Required action =>
Using the string "domain" as the key, pull each matching line out of the records below.

+++ Input material +++

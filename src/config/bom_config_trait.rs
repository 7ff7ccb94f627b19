// ==========================================
// 包装物料 BOM 系统 - 配置读取 Trait
// ==========================================
// 职责: 定义 API 层所需的配置读取接口（不包含实现）
// 红线: 不包含配置写入、不包含业务逻辑
// ==========================================

use crate::domain::types::WeightUnit;
use async_trait::async_trait;
use std::error::Error;

/// 配置层结果类型
pub type ConfigResult<T> = Result<T, Box<dyn Error + Send + Sync>>;

// ==========================================
// BomConfigReader Trait
// ==========================================
// 用途: 录入/保存流程所需的配置读取接口
// 实现者: ConfigManager（从 config_kv 表读取）
#[async_trait]
pub trait BomConfigReader: Send + Sync {
    /// 获取重量单位（产品重量字段的唯一口径）
    ///
    /// # 默认值
    /// - KG
    async fn weight_unit(&self) -> ConfigResult<WeightUnit>;

    /// 获取顺序提交时相邻两条记录之间的间隔（毫秒）
    ///
    /// # 默认值
    /// - 300
    async fn submit_delay_ms(&self) -> ConfigResult<u64>;

    /// 获取界面语言
    ///
    /// # 默认值
    /// - es
    async fn locale(&self) -> ConfigResult<String>;

    /// 获取上次记住的登录名
    ///
    /// # 返回
    /// - None: 未记住或为空
    async fn last_user(&self) -> ConfigResult<Option<String>>;

    /// 是否记住登录名
    ///
    /// # 默认值
    /// - false
    async fn remember_user(&self) -> ConfigResult<bool>;
}
// ==========================================
// 包装物料 BOM 系统 - 类别可见性解析
// ==========================================
// 职责: 包装类型 → 有序的物料类别槽位列表
// 红线: 本表是"产品类型需要哪些物料类别"的唯一来源
// 红线: 未识别的包装类型返回空列表（不是错误）
// ==========================================

use crate::domain::types::{CategorySlot, PackageType, SupplyCategory};

use SupplyCategory::*;

/// 各包装类型的类别槽位（顺序用于显示，不影响语义）
pub fn slots_for(package_type: PackageType) -> Vec<CategorySlot> {
    let p = CategorySlot::primary;
    let second = CategorySlot::second;
    match package_type {
        PackageType::BulkPack => vec![
            p(MasterBag),
            p(BoxLabel),
            second(BoxLabel),
            p(Strap),
            p(CorrugatedBottom),
            p(CorrugatedTop),
        ],
        PackageType::IndividualBoxes => vec![
            p(PrimaryPack),
            p(BoxLabel),
            second(BoxLabel),
            p(CakeDetailBox),
            p(CakeMasterBox),
            p(WaxPaper),
            p(CorrugatedTop),
            p(CorrugatedBottom),
            p(Strap),
        ],
        PackageType::PlasticBag => vec![
            p(MasterBag),
            p(PrimaryPack),
            p(BoxLabel),
            second(BoxLabel),
            p(Strap),
            p(CorrugatedBottom),
            p(CorrugatedTop),
            p(Staple),
        ],
        PackageType::IndividuallyWrapped | PackageType::LayerPack => vec![
            p(MasterBag),
            p(PrimaryPack),
            p(BoxLabel),
            second(BoxLabel),
            p(Strap),
            p(CorrugatedBottom),
            p(CorrugatedTop),
        ],
        PackageType::Thermopack => vec![
            p(MasterBag),
            p(PackageLabel),
            second(PackageLabel),
            p(BoxLabel),
            second(BoxLabel),
            p(Strap),
            p(CorrugatedBottom),
            p(CorrugatedTop),
            p(FilmTop),
            p(FilmBottom),
        ],
        PackageType::VacuumPack | PackageType::VacuumPackTbg => vec![
            p(MasterBag),
            p(PrimaryPack),
            p(PackageLabel),
            second(PackageLabel),
            p(BoxLabel),
            second(BoxLabel),
            p(Strap),
            p(CorrugatedBottom),
            p(CorrugatedTop),
        ],
    }
}

/// 按包装类型名称解析可见类别槽位
///
/// # 参数
/// - package_type: 包装类型名称（规范名称或英文别名）
///
/// # 返回
/// - 有序槽位列表；无法识别的类型返回空列表
pub fn visible_categories(package_type: &str) -> Vec<CategorySlot> {
    match package_type.parse::<PackageType>() {
        Ok(pt) => slots_for(pt),
        Err(_) => {
            tracing::debug!(package_type, "未识别的包装类型，无可见类别");
            Vec::new()
        }
    }
}

/// 可见类别的显示标签
pub fn visible_category_labels(package_type: &str) -> Vec<String> {
    visible_categories(package_type)
        .iter()
        .map(CategorySlot::label)
        .collect()
}

#[cfg(test)]
mod tests {
    use super::*;

    #[test]
    fn test_unrecognized_type_is_empty() {
        assert!(visible_categories("CAJA MISTERIOSA").is_empty());
        assert!(visible_categories("").is_empty());
    }

    #[test]
    fn test_bulk_pack_table() {
        let labels = visible_category_labels("BULK PACK");
        assert_eq!(
            labels,
            vec![
                "Bolsa Master",
                "Etiqueta Caja",
                "Etiqueta Caja 2",
                "Fleje",
                "Fondo Carton Corrugado",
                "Tapa Carton Corrugado",
            ]
        );
    }

    #[test]
    fn test_thermopack_has_films_and_package_labels() {
        let slots = visible_categories("THERMOPACK");
        assert_eq!(slots.len(), 10);
        assert_eq!(slots[1], CategorySlot::primary(PackageLabel));
        assert_eq!(slots[2], CategorySlot::second(PackageLabel));
        assert_eq!(slots[8], CategorySlot::primary(FilmTop));
        assert_eq!(slots[9], CategorySlot::primary(FilmBottom));
    }

    #[test]
    fn test_aliases_share_tables() {
        assert_eq!(
            visible_categories("VACUUM PACK"),
            visible_categories("VACUUM PACK TBG")
        );
        assert_eq!(
            visible_categories("INDIVIDUALLY WRAPPED (IW)"),
            visible_categories("LAYER PACK")
        );
        assert_eq!(
            visible_categories("Plastic Bag"),
            visible_categories("FUNDA PLASTICA")
        );
        assert_eq!(visible_categories("CAJAS INDIVIDUALES").len(), 9);
    }

    #[test]
    fn test_only_label_categories_get_duplicate_slots() {
        for pt in PackageType::ALL {
            for slot in slots_for(pt) {
                if slot.duplicate {
                    assert!(slot.category.allows_duplicate_slot());
                }
            }
        }
    }
}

+++

Response box =>
use crate::domain::types::WeightUnit;
use crate::domain::types::{CategorySlot, PackageType, SupplyCategory};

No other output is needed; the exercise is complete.